- _EXERCISE DETAILS_:
The answer must be every line from the listing that holds the string "bool".
++++ ENTRIES SUPPLIED
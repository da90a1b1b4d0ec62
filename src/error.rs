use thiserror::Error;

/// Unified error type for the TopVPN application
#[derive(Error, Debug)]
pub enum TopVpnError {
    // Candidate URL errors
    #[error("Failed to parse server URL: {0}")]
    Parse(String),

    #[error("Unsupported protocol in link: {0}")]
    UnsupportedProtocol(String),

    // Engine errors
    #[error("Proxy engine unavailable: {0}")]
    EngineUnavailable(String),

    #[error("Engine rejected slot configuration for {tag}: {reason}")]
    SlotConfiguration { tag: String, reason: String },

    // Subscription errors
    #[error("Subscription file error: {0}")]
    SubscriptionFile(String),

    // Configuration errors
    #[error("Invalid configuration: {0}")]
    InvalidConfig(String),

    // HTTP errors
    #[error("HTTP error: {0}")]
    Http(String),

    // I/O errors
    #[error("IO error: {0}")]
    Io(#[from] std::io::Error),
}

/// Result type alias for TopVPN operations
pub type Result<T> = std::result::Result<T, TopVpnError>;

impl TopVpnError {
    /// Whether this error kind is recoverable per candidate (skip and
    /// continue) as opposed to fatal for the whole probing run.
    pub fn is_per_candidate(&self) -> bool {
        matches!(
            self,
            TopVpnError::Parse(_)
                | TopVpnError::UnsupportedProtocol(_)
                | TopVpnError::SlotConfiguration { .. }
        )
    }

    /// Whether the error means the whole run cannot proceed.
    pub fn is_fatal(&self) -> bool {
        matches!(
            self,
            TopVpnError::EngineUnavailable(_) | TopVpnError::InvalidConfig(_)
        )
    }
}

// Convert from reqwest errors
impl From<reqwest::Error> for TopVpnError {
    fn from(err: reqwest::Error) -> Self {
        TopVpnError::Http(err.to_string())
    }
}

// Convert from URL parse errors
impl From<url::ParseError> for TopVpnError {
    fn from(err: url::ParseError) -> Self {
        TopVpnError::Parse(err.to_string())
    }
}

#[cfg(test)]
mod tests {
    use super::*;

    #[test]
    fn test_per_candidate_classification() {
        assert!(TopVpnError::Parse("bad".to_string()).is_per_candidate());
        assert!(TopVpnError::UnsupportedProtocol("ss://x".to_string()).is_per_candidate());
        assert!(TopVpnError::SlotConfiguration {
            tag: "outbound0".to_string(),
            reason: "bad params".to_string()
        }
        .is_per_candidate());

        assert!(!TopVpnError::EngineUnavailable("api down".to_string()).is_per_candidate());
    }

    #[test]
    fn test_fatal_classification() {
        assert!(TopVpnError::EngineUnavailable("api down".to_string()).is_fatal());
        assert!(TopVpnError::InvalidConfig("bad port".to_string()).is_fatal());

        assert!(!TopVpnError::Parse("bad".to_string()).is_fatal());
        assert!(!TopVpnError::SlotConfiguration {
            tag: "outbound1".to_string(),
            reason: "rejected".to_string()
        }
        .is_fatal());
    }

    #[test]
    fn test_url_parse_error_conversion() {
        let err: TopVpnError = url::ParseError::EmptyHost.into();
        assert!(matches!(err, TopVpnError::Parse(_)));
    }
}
++++++++
++++ ENTRIES SUPPLIED
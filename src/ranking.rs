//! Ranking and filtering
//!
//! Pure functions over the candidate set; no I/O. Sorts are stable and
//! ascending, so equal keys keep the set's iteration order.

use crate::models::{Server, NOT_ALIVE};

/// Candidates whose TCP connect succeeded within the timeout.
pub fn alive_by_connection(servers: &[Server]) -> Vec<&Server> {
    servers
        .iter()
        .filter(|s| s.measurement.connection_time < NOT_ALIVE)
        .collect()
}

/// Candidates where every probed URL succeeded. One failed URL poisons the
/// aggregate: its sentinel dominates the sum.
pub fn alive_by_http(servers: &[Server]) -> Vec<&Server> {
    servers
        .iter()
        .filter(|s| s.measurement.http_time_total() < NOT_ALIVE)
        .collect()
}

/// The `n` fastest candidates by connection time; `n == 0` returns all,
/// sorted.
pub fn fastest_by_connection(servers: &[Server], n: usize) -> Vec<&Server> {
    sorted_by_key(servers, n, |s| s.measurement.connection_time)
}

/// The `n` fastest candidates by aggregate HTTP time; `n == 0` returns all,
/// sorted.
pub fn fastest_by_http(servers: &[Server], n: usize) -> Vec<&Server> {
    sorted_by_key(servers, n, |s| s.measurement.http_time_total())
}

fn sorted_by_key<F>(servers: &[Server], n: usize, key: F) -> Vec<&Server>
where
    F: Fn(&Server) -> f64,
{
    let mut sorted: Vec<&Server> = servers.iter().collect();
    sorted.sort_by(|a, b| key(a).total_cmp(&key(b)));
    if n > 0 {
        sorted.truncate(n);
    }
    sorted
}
++++++++
- _TASK RESPONSE_:
    pub fn is_per_candidate(&self) -> bool {
    pub fn is_fatal(&self) -> bool {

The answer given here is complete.